TASK ITEM:
Of the lines listed below, return exactly those that run from the line containing "use std::sync::Arc;" through the line containing "use crate::mail::types::SentBy;", both included.

Saved entries
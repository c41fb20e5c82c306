//! Operator reply flow: send over SMTP, then record it on the conversation.

use tracing::{info, warn};

use crate::error::ReplyError;
use crate::mail::smtp::ReplySender;
use crate::mail::types::{OutboundReply, SentBy};
use crate::store::traits::MessageMatcher;

/// Send `reply` and, only once it has gone out, append it to
/// `conversation_id` as an admin reply.
///
/// A send failure persists nothing. A persist failure after a successful send
/// is returned as [`ReplyError::Persist`]; the email is not recalled.
pub async fn send_operator_reply(
    sender: &dyn ReplySender,
    matcher: &dyn MessageMatcher,
    conversation_id: i64,
    reply: &OutboundReply,
) -> Result<(), ReplyError> {
    sender.send(reply).await?;

    if let Err(e) = matcher
        .create_reply(conversation_id, &reply.stored_text(), SentBy::Admin)
        .await
    {
        warn!(conversation_id, error = %e, "Reply sent but not recorded");
        return Err(e.into());
    }

    info!(conversation_id, to = %reply.to, "Operator reply sent and recorded");
    Ok(())
}
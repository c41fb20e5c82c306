//! Email ingestion and reply threading.
//!
//! `scheduler` fans a poll out per tenant on a timer, `poller` runs one
//! fetch/match/persist/mark-read pass, and `reply` handles operator replies
//! going the other way.

pub mod poller;
pub mod reply;
pub mod scheduler;

pub use poller::{PollResult, poll, poll_imap};
pub use reply::send_operator_reply;
pub use scheduler::TenantScheduler;
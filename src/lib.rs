//! Replydesk: customer email replies threaded back into contact-form conversations.

pub mod config;
pub mod error;
pub mod mail;
pub mod pipeline;
pub mod store;
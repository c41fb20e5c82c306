//! Store contracts consumed by the pipeline.
//!
//! The pipeline needs exactly two things from a tenant's message store
//! ([`MessageMatcher`]) and one thing from tenant configuration storage
//! ([`TenantDirectory`]). Concrete backends live next to this module.

use std::sync::Arc;
use std::time::Duration;

use async_trait::async_trait;
use chrono::{DateTime, Utc};

use crate::config::Tenant;
use crate::error::DatabaseError;
use crate::mail::imap::{ImapMailbox, Mailbox};
use crate::mail::types::SentBy;

/// A contact-form submission that replies attach to.
#[derive(Debug, Clone)]
pub struct Conversation {
    pub id: i64,
    pub name: String,
    pub email: String,
    pub subject: String,
    pub body: String,
    pub created_at: DateTime<Utc>,
}

/// Fields for a new contact-form submission.
#[derive(Debug, Clone)]
pub struct NewConversation {
    pub name: String,
    pub email: String,
    pub subject: String,
    pub body: String,
    pub created_at: DateTime<Utc>,
}

impl NewConversation {
    pub fn new(
        name: impl Into<String>,
        email: impl Into<String>,
        subject: impl Into<String>,
        body: impl Into<String>,
    ) -> Self {
        Self {
            name: name.into(),
            email: email.into(),
            subject: subject.into(),
            body: body.into(),
            created_at: Utc::now(),
        }
    }

    pub fn created_at(mut self, at: DateTime<Utc>) -> Self {
        self.created_at = at;
        self
    }
}

/// One appended entry in a conversation.
#[derive(Debug, Clone)]
pub struct Reply {
    pub id: i64,
    pub conversation_id: i64,
    pub reply_text: String,
    pub sent_at: DateTime<Utc>,
    pub sent_by: SentBy,
}

/// Sender lookup and reply persistence for one tenant.
#[async_trait]
pub trait MessageMatcher: Send + Sync {
    /// Conversation ids whose stored sender equals `address` (case and
    /// surrounding whitespace ignored), newest conversation first.
    async fn find_conversations_by_sender(&self, address: &str)
    -> Result<Vec<i64>, DatabaseError>;

    /// Append a reply stamped with the current time.
    async fn create_reply(
        &self,
        conversation_id: i64,
        text: &str,
        sent_by: SentBy,
    ) -> Result<(), DatabaseError>;
}

/// Read-only view of tenant configuration, consulted every polling cycle.
#[async_trait]
pub trait TenantDirectory: Send + Sync {
    async fn list_tenants(&self) -> Result<Vec<Tenant>, DatabaseError>;

    /// Open an independent store handle for one poll of `tenant`.
    async fn open_store(&self, tenant: &Tenant) -> Result<Arc<dyn MessageMatcher>, DatabaseError>;

    /// Mailbox for `tenant`. Defaults to the tenant's IMAP server.
    fn open_mailbox(&self, tenant: &Tenant, timeout: Duration) -> Arc<dyn Mailbox> {
        Arc::new(ImapMailbox::new(tenant.mail.imap.clone(), timeout))
    }
}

ANSWER FOR THE TASK:
use std::sync::Arc;
use std::time::Duration;

use async_trait::async_trait;
use chrono::{DateTime, Utc};

use crate::config::Tenant;
use crate::error::DatabaseError;
use crate::mail::imap::{ImapMailbox, Mailbox};
use crate::mail::types::SentBy;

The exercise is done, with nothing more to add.